Con el objetivo de reducir los indicadores de MM, se prioriza además la investigación sobre las principales causas de morbilidad y mortalidad materna, y se actualizan todos los protocolos de actuación de obstetricia y perinatología.
 
“Cada vez que logremos que una mujer no muera en relación con el proceso reproductivo, tendremos el sincero agradecimiento de muchos otros seres humanos”, defiende, por su parte, el doctor Cabezas. Una esencia, sin duda, que resulta impostergable tomar en cuenta.
 
PANORAMA GLOBAL
 
La MM en el mundo se ha reducido 45 por ciento desde 1990, según datos de un informe conjunto del UNFPA, OMS, UNICEF, la División de Población de Naciones Unidas y el Banco Mundial.
 
Se calcula que en 2013 fallecieron cerca de 290 mil mujeres debido a complicaciones del embarazo y el parto, comparado con más de medio millón en 1990, asevera el texto divulgado en mayo pasado.
 
Titulado “Tendencias de la mortalidad materna: 1990-2013”, el texto valora que en AL y el Caribe varios países han progresado.
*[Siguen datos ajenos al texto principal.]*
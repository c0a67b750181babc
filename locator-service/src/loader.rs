//! Startup load: runs one pipeline per dataset and builds the index. Any
//! error aborts startup; the service never serves a partial index.

use std::{collections::HashMap, path::Path, sync::Arc};

use grid_client::{
    domain::{DisconnectSwitch, Feature, MeterLocation, MeterRecord, SubstationInfo},
    Datasets, GridIndex,
};

use crate::{
    config::DatasetsConfig,
    pipeline::{Pipeline, PipelineError},
    sources::{GeoJsonFileSource, MeterRecordCsvSource},
    transform::{FeatureValidation, MeterRecordValidation},
};

/// Property of the meter location features holding the meter code.
pub const METER_CODE_PROPERTY: &str = "SIFRA";

pub async fn load_index(
    cfg: &DatasetsConfig,
    org_unit_aliases: HashMap<String, Vec<String>>,
) -> Result<GridIndex, PipelineError> {
    let delimiter = u8::try_from(cfg.csv_delimiter)
        .map_err(|_| PipelineError::Source(format!("csv_delimiter '{}' is not ASCII", cfg.csv_delimiter)))?;

    let locations = load_features(Some(cfg.meter_locations.as_path()));
    let records = Pipeline::<_, MeterRecord>::new(MeterRecordCsvSource::new(&cfg.meter_records, delimiter))
        .with_transform(Arc::new(MeterRecordValidation))
        .collect();
    let substations = load_features(cfg.substations.as_deref());
    let switches = load_features(cfg.disconnect_switches.as_deref());

    let (locations, records, substations, switches) =
        tokio::try_join!(locations, records, substations, switches)?;

    for (dataset, path) in [
        ("meter_locations", Some(cfg.meter_locations.as_path())),
        ("meter_records", Some(cfg.meter_records.as_path())),
        ("substations", cfg.substations.as_deref()),
        ("disconnect_switches", cfg.disconnect_switches.as_deref()),
    ] {
        if let Some(path) = path {
            let digest = fingerprint(path).await?;
            tracing::info!(dataset, path = %path.display(), blake3 = %digest, "dataset fingerprint");
        }
    }

    let datasets = Datasets {
        locations: meter_locations(locations),
        records,
        substations: substation_infos(&substations),
        switches: switches.into_iter().map(DisconnectSwitch::from_feature).collect(),
    };
    record_loaded("meter_locations", datasets.locations.len());
    record_loaded("meter_records", datasets.records.len());
    record_loaded("substations", datasets.substations.len());
    record_loaded("disconnect_switches", datasets.switches.len());

    let (index, report) = GridIndex::build(datasets, org_unit_aliases);
    tracing::info!(
        input_rows = report.input_rows,
        dropped_missing_substation = report.missing_substation,
        dropped_duplicate_pairs = report.duplicate_pairs,
        dropped_conflicting_codes = report.conflicting_codes,
        kept = report.kept(),
        "meter records deduplicated"
    );
    tracing::info!(
        meters = index.meter_count(),
        located_meters = index.location_count(),
        customers = index.customer_count(),
        substations = index.substation_count(),
        switches = index.switch_count(),
        "grid index built"
    );

    Ok(index)
}

async fn load_features(path: Option<&Path>) -> Result<Vec<Feature>, PipelineError> {
    match path {
        Some(path) => {
            Pipeline::<_, Feature>::new(GeoJsonFileSource::new(path))
                .with_transform(Arc::new(FeatureValidation))
                .collect()
                .await
        }
        None => Ok(Vec::new()),
    }
}

fn meter_locations(features: Vec<Feature>) -> Vec<MeterLocation> {
    let mut out = Vec::with_capacity(features.len());
    for f in features {
        match f.property_integer(METER_CODE_PROPERTY) {
            Some(code) => out.push(MeterLocation {
                code,
                coordinates: f.coordinates(),
            }),
            None => record_skipped("meter_locations"),
        }
    }
    out
}

fn substation_infos(features: &[Feature]) -> Vec<SubstationInfo> {
    features
        .iter()
        .filter_map(|f| {
            let info = SubstationInfo::from_feature(f);
            if info.is_none() {
                record_skipped("substations");
            }
            info
        })
        .collect()
}

async fn fingerprint(path: &Path) -> Result<String, PipelineError> {
    let bytes = tokio::fs::read(path)
        .await
        .map_err(|e| PipelineError::Source(format!("failed to read {}: {e}", path.display())))?;
    Ok(blake3::hash(&bytes).to_hex().to_string())
}

fn record_loaded(dataset: &'static str, rows: usize) {
    metrics::counter!("dataset_rows_loaded_total", "dataset" => dataset).increment(rows as u64);
}

fn record_skipped(dataset: &'static str) {
    metrics::counter!("dataset_rows_skipped_total", "dataset" => dataset).increment(1);
    tracing::debug!(dataset, "skipping feature without identifier");
}
pub mod browse;
pub mod documents;
pub mod error;
pub mod meters;
pub mod response;
pub mod substations;
pub mod switches;

use std::sync::Arc;

use axum::{
    extract::State,
    routing::{get, post},
    Json, Router,
};
use grid_client::GridIndex;
use serde_json::{json, Value};
use time::{format_description::well_known::Rfc3339, OffsetDateTime};

use crate::config::{DocumentsConfig, MapsConfig};

/// Everything a handler reads. Built once at startup and never mutated.
pub struct AppState {
    pub index: GridIndex,
    pub maps: MapsConfig,
    pub documents: DocumentsConfig,
    pub loaded_at: OffsetDateTime,
}

pub type SharedState = Arc<AppState>;

pub fn build_router(state: SharedState) -> Router {
    Router::new()
        .route("/health", get(health))
        .route("/get_coordinates", post(meters::by_code))
        .route("/get_coordinates_by_serial", post(meters::by_serial))
        .route("/suggest_kupac", post(meters::suggest_customers))
        .route("/get_coordinates_by_kupac", post(meters::by_customer))
        .route("/get_oh_values/:oj_value", get(browse::sub_units))
        .route("/get_oj_oh_data", get(browse::org_unit_meters))
        .route("/get_ts_nazivi", get(browse::substation_names))
        .route("/get_ts_naziv_data", get(browse::substation_name_meters))
        .route("/suggest_trafostanica", post(substations::suggest))
        .route("/get_trafostanica", post(substations::lookup))
        .route("/get_all_trafostanice", get(substations::all))
        .route("/suggest_rastavljac", post(switches::suggest))
        .route("/get_rastavljac", post(switches::lookup))
        .route("/documents", get(documents::list))
        .route("/download/:filename", get(documents::download))
        .with_state(state)
}

async fn health(State(state): State<SharedState>) -> Json<Value> {
    let idx = &state.index;
    Json(json!({
        "status": "ok",
        "loaded_at": state.loaded_at.format(&Rfc3339).ok(),
        "meters": idx.meter_count(),
        "located_meters": idx.location_count(),
        "customers": idx.customer_count(),
        "substations": idx.substation_count(),
        "switches": idx.switch_count(),
    }))
}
En concreto, el reporte indica una reducción de 40 por ciento desde 1990, cuando se reportaron 17 mil muertes.
 
En 2013 la cifra descendió a 9 mil 300 muertes en la región.
Países como Uruguay, Chile y Perú presentan un progreso considerable, mientras que en otros –como Bolivia, Honduras y Haití– mejoraron los índices de disminución de MM, pero los desafíos persisten. Cuba presenta un escenario de bajas tasas, estabilizadas en los últimos años.